[Saved entries]

________________________________________

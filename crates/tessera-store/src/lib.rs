//! Content-addressed block storage.
//!
//! This crate defines the [`BlockStore`] trait for persisting opaque blocks
//! keyed by their SHA-256 digest, along with two concrete backends:
//!
//! - [`MemoryStore`]: in-memory storage backed by a `RwLock<HashMap>`.
//! - [`FileStore`]: one file per block, named by its hex digest.
//!
//! Both dedup on write: storing bytes whose key is already present is a
//! no-op that still returns the key.

mod error;
mod file_store;
mod memory_store;
mod traits;

pub use error::StoreError;
pub use file_store::FileStore;
pub use memory_store::MemoryStore;
pub use traits::BlockStore;
//! File-based block storage backend.
//!
//! Stores one file per block directly under the base directory:
//! `{base_dir}/{hex}`. The flat layout is part of the on-disk contract and
//! must stay readable by existing deployments.

use std::io::Write;
use std::path::{Path, PathBuf};

use bytes::Bytes;
use tessera_types::BlockKey;
use tracing::{debug, error};

use crate::error::StoreError;
use crate::traits::BlockStore;

/// File-based block store with a flat `{base_dir}/{hex}` layout.
///
/// Writes are atomic: data is written and synced to a uniquely named
/// dot-prefixed temp file in the same directory, then renamed into place.
/// Two writers racing on the same key each use their own temp file, so the
/// loser's rename just replaces identical bytes.
pub struct FileStore {
    base_dir: PathBuf,
}

impl FileStore {
    /// Create a new file store rooted at the given directory.
    ///
    /// The directory is created if it does not exist.
    pub fn new(base_dir: impl AsRef<Path>) -> Result<Self, StoreError> {
        let base_dir = base_dir.as_ref().to_path_buf();
        std::fs::create_dir_all(&base_dir)?;
        Ok(Self { base_dir })
    }

    /// Root directory holding the block files.
    pub fn base_dir(&self) -> &Path {
        &self.base_dir
    }

    /// Full file path for a block key.
    fn block_path(&self, key: &BlockKey) -> PathBuf {
        self.base_dir.join(key.to_string())
    }
}

/// Write `data` to a fresh dot-prefixed temp file in `dir`, fsync it, then
/// rename it onto `path`.
///
/// The temp file is removed on drop if any step fails.
fn write_atomic(dir: &Path, path: &Path, data: &[u8]) -> std::io::Result<()> {
    let mut tmp = tempfile::Builder::new()
        .prefix(".")
        .suffix(".tmp")
        .tempfile_in(dir)?;
    tmp.write_all(data)?;
    tmp.as_file().sync_all()?;
    tmp.persist(path).map_err(|e| e.error)?;
    Ok(())
}

#[async_trait::async_trait]
impl BlockStore for FileStore {
    async fn put(&self, data: Bytes) -> Result<BlockKey, StoreError> {
        let key = BlockKey::from_data(&data);
        let path = self.block_path(&key);

        if tokio::fs::try_exists(&path).await? {
            debug!(%key, "block already stored, skipping write");
            return Ok(key);
        }

        let dir = self.base_dir.clone();
        let target = path.clone();
        let size = data.len();
        tokio::task::spawn_blocking(move || write_atomic(&dir, &target, &data))
            .await
            .map_err(std::io::Error::other)??;

        debug!(%key, path = %path.display(), size, "stored block to file");
        Ok(key)
    }

    async fn get(&self, key: BlockKey) -> Result<Bytes, StoreError> {
        let path = self.block_path(&key);
        match tokio::fs::read(&path).await {
            Ok(data) => {
                // Verify-on-read: a short or altered file never reaches the caller.
                let actual = BlockKey::from_data(&data);
                if actual != key {
                    error!(
                        expected = %key,
                        %actual,
                        size = data.len(),
                        "block corruption detected on read"
                    );
                    return Err(StoreError::CorruptBlock {
                        expected: key,
                        actual,
                    });
                }
                Ok(Bytes::from(data))
            }
            Err(e) if e.kind() == std::io::ErrorKind::NotFound => Err(StoreError::NotFound(key)),
            Err(e) => Err(StoreError::Io(e)),
        }
    }

    async fn contains(&self, key: BlockKey) -> Result<bool, StoreError> {
        Ok(tokio::fs::try_exists(self.block_path(&key)).await?)
    }

    async fn list(&self) -> Result<Vec<BlockKey>, StoreError> {
        let mut keys = Vec::new();
        let mut entries = tokio::fs::read_dir(&self.base_dir).await?;
        while let Some(entry) = entries.next_entry().await? {
            if !entry.file_type().await?.is_file() {
                continue;
            }
            // Temp files are dot-prefixed and never parse as a key.
            if let Some(name) = entry.file_name().to_str()
                && let Ok(key) = name.parse::<BlockKey>()
            {
                keys.push(key);
            }
        }
        Ok(keys)
    }

    async fn verify(&self, key: BlockKey) -> Result<bool, StoreError> {
        match tokio::fs::read(self.block_path(&key)).await {
            Ok(data) => Ok(BlockKey::from_data(&data) == key),
            Err(e) if e.kind() == std::io::ErrorKind::NotFound => Err(StoreError::NotFound(key)),
            Err(e) => Err(StoreError::Io(e)),
        }
    }
}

________________________________________

**WHAT NEEDS TO BE DONE**
Gather and copy every line of the data in which the string "entry" is found.

**FINISHED EXERCISE**
        while let Some(entry) = entries.next_entry().await? {
            if !entry.file_type().await?.is_file() {
            if let Some(name) = entry.file_name().to_str()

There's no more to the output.